In my post about religion in South Korea, I talk more about Christianity and other non-Buddhist traditions but since Buddhism is so ingrained in Korean life and culture I wanted to spend a bit more time on it … and … I have several pictures of Buddhist temples and statues that I’ve taken that I want to share!

Laughing Buddha Suwon
A traditional “laughing” Buddha statue at a shop in Suwon.

Buddhism came to Korea from China in 372, about 800 years after the death of the original Buddha. It has grown to nearly 11 million adherents. These 11 million worship at tens of thousands of Buddhist temples located in cities and countrysides all over South Korea.

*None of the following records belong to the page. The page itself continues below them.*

//! Domain-level error type used across services and adapters.
//!
//! This error type is HTTP- and DB-agnostic. Handlers return
//! `Result<T, crate::error::AppError>` and convert from `DomainError`
//! through `From<DomainError> for AppError`.

use std::error::Error;
use std::fmt::{Display, Formatter, Result as FmtResult};

/// Infra error kinds to distinguish operational failures
#[derive(Debug, Clone, PartialEq, Eq)]
#[non_exhaustive]
pub enum InfraErrorKind {
    Timeout,
    DbUnavailable,
    Other(String),
}

/// Which input a validation failure is about
#[derive(Debug, Clone, PartialEq, Eq)]
#[non_exhaustive]
pub enum ValidationKind {
    PlayerName,
    Hole,
    Score,
}

/// Domain-level not found entities
#[derive(Debug, Clone, PartialEq, Eq)]
#[non_exhaustive]
pub enum NotFoundKind {
    Other(String),
}

/// Domain-level conflict kinds
#[derive(Debug, Clone, PartialEq, Eq)]
#[non_exhaustive]
pub enum ConflictKind {
    PlayerExists,
    Other(String),
}

/// Central domain error type
#[derive(Debug, Clone, PartialEq)]
pub enum DomainError {
    /// Input/user validation or business rule violation
    Validation(ValidationKind, String),
    /// Semantic conflict
    Conflict(ConflictKind, String),
    /// Missing resource in domain terms
    NotFound(NotFoundKind, String),
    /// Infrastructure/operational failures
    Infra(InfraErrorKind, String),
}

impl Display for DomainError {
    fn fmt(&self, f: &mut Formatter<'_>) -> FmtResult {
        match self {
            DomainError::Validation(kind, d) => write!(f, "validation error {kind:?}: {d}"),
            DomainError::Conflict(kind, d) => write!(f, "conflict {kind:?}: {d}"),
            DomainError::NotFound(kind, d) => write!(f, "not found {kind:?}: {d}"),
            DomainError::Infra(kind, d) => write!(f, "infra {kind:?}: {d}"),
        }
    }
}

impl Error for DomainError {}

impl DomainError {
    pub fn validation(kind: ValidationKind, detail: impl Into<String>) -> Self {
        Self::Validation(kind, detail.into())
    }
    pub fn conflict(kind: ConflictKind, detail: impl Into<String>) -> Self {
        Self::Conflict(kind, detail.into())
    }
    pub fn not_found(kind: NotFoundKind, detail: impl Into<String>) -> Self {
        Self::NotFound(kind, detail.into())
    }
    pub fn infra(kind: InfraErrorKind, detail: impl Into<String>) -> Self {
        Self::Infra(kind, detail.into())
    }
}

impl From<sea_orm::DbErr> for DomainError {
    fn from(e: sea_orm::DbErr) -> Self {
        crate::infra::db_errors::map_db_err(e)
    }
}
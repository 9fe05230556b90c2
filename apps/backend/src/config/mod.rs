//! Environment-driven configuration.

pub mod db;
pub mod rules;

For example, the small area of Suwon that I visit with Soldiers and spend about an hour walking on each trip, have 3 Buddhist temples within about a 20-minute walk of each other.

Korean thinkers developed their version of Buddhism into a more distinct version, correcting what they saw as inconsistencies in Chinese-Buddhist traditions, though is derived primarily from Seon Buddhism with other variations followed to a lesser extent.

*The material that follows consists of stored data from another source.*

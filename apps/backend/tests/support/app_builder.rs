use actix_http::Request;
use actix_web::body::BoxBody;
use actix_web::dev::{Service, ServiceResponse};
use actix_web::{test, web, App, Error};
use backend::middleware::request_trace::RequestTrace;
use backend::middleware::structured_logger::StructuredLogger;
use backend::middleware::trace_span::TraceSpan;
use backend::routes;
use backend::state::app_state::AppState;

/// Type alias for route configuration functions
type RouteConfigFn = Box<dyn Fn(&mut web::ServiceConfig) + Send + Sync>;

/// Builder for test Actix services wired with the production middleware
/// (minus CORS).
pub struct TestAppBuilder {
    state: AppState,
    route_config: Option<RouteConfigFn>,
}

impl TestAppBuilder {
    pub fn new(state: AppState) -> Self {
        Self {
            state,
            route_config: None,
        }
    }

    /// Register the same routes `main` does
    pub fn with_prod_routes(mut self) -> Self {
        self.route_config = Some(Box::new(routes::configure) as RouteConfigFn);
        self
    }

    /// Register ad-hoc routes
    pub fn with_routes<F>(mut self, config_fn: F) -> Self
    where
        F: Fn(&mut web::ServiceConfig) + Send + Sync + 'static,
    {
        self.route_config = Some(Box::new(config_fn) as RouteConfigFn);
        self
    }

    pub async fn build(
        self,
    ) -> impl Service<Request, Response = ServiceResponse<BoxBody>, Error = Error> {
        let route_config = self.route_config;
        let data = web::Data::new(self.state);

        test::init_service(
            App::new()
                .wrap(StructuredLogger)
                .wrap(TraceSpan)
                .wrap(RequestTrace)
                .app_data(data)
                .configure(move |cfg| {
                    if let Some(config_fn) = &route_config {
                        config_fn(cfg);
                    }
                }),
        )
        .await
    }
}

/// Create a new test app builder with the given AppState
pub fn create_test_app(state: AppState) -> TestAppBuilder {
    TestAppBuilder::new(state)
}
use actix_web::http::header::RETRY_AFTER;
use actix_web::http::StatusCode;
use actix_web::{test, web, HttpResponse};
use backend::error::AppError;
use backend::errors::ErrorCode;
use backend_test_support::problem_details::assert_problem_details_from_service_response;

use crate::support::{create_test_app, memory_state};

async fn invalid_hole() -> Result<HttpResponse, AppError> {
    Err(AppError::invalid(ErrorCode::InvalidHole, "Hole must be between 1 and 9"))
}

async fn not_found() -> Result<HttpResponse, AppError> {
    Err(AppError::not_found(ErrorCode::NotFound, "Record not found"))
}

async fn internal() -> Result<HttpResponse, AppError> {
    Err(AppError::internal("boom"))
}

async fn db_unavailable() -> Result<HttpResponse, AppError> {
    Err(AppError::db_unavailable())
}

#[actix_web::test]
async fn error_responses_are_problem_details() {
    let app = create_test_app(memory_state().await)
        .with_routes(|cfg| {
            cfg.route("/_test/invalid", web::get().to(invalid_hole))
                .route("/_test/not_found", web::get().to(not_found))
                .route("/_test/internal", web::get().to(internal))
                .route("/_test/db_unavailable", web::get().to(db_unavailable));
        })
        .build()
        .await;

    let cases = [
        ("/_test/invalid", StatusCode::BAD_REQUEST, "INVALID_HOLE"),
        ("/_test/not_found", StatusCode::NOT_FOUND, "NOT_FOUND"),
        ("/_test/internal", StatusCode::INTERNAL_SERVER_ERROR, "INTERNAL"),
        ("/_test/db_unavailable", StatusCode::SERVICE_UNAVAILABLE, "DB_UNAVAILABLE"),
    ];

    for (uri, status, code) in cases {
        let req = test::TestRequest::get().uri(uri).to_request();
        let resp = test::call_service(&app, req).await;
        let problem =
            assert_problem_details_from_service_response(resp, status, code, None).await;
        assert_eq!(
            problem.type_,
            format!("https://pubgolf.dev/errors/{}", code.to_lowercase())
        );
        assert_ne!(problem.trace_id, "unknown", "{uri} should run inside a trace scope");
    }
}

#[actix_web::test]
async fn request_id_matches_trace_id_and_retry_after_on_503() {
    let app = create_test_app(memory_state().await)
        .with_routes(|cfg| {
            cfg.route("/_test/db_unavailable", web::get().to(db_unavailable));
        })
        .build()
        .await;

    let req = test::TestRequest::get()
        .uri("/_test/db_unavailable")
        .to_request();
    let resp = test::call_service(&app, req).await;

    let headers = resp.headers();
    assert_eq!(headers.get(RETRY_AFTER).unwrap(), "1");
    assert_eq!(
        headers.get("x-request-id").unwrap(),
        headers.get("x-trace-id").unwrap()
    );
}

At least early in Buddhism in Korea, many temples were located in the mountains, as a result of a practical mixture of Buddhism with Shamanism that was present in Korea before 372. Shamanism taught that the mountains were home to the spirits, so it was natural to combine Buddhist and Shaman thought in the placement of Buddhist temples. In fact, the 3 primary spirits of Shamanism remained in most Korean-Buddhist teaching and hold a place of honor and many Buddhist shrines have a place for them.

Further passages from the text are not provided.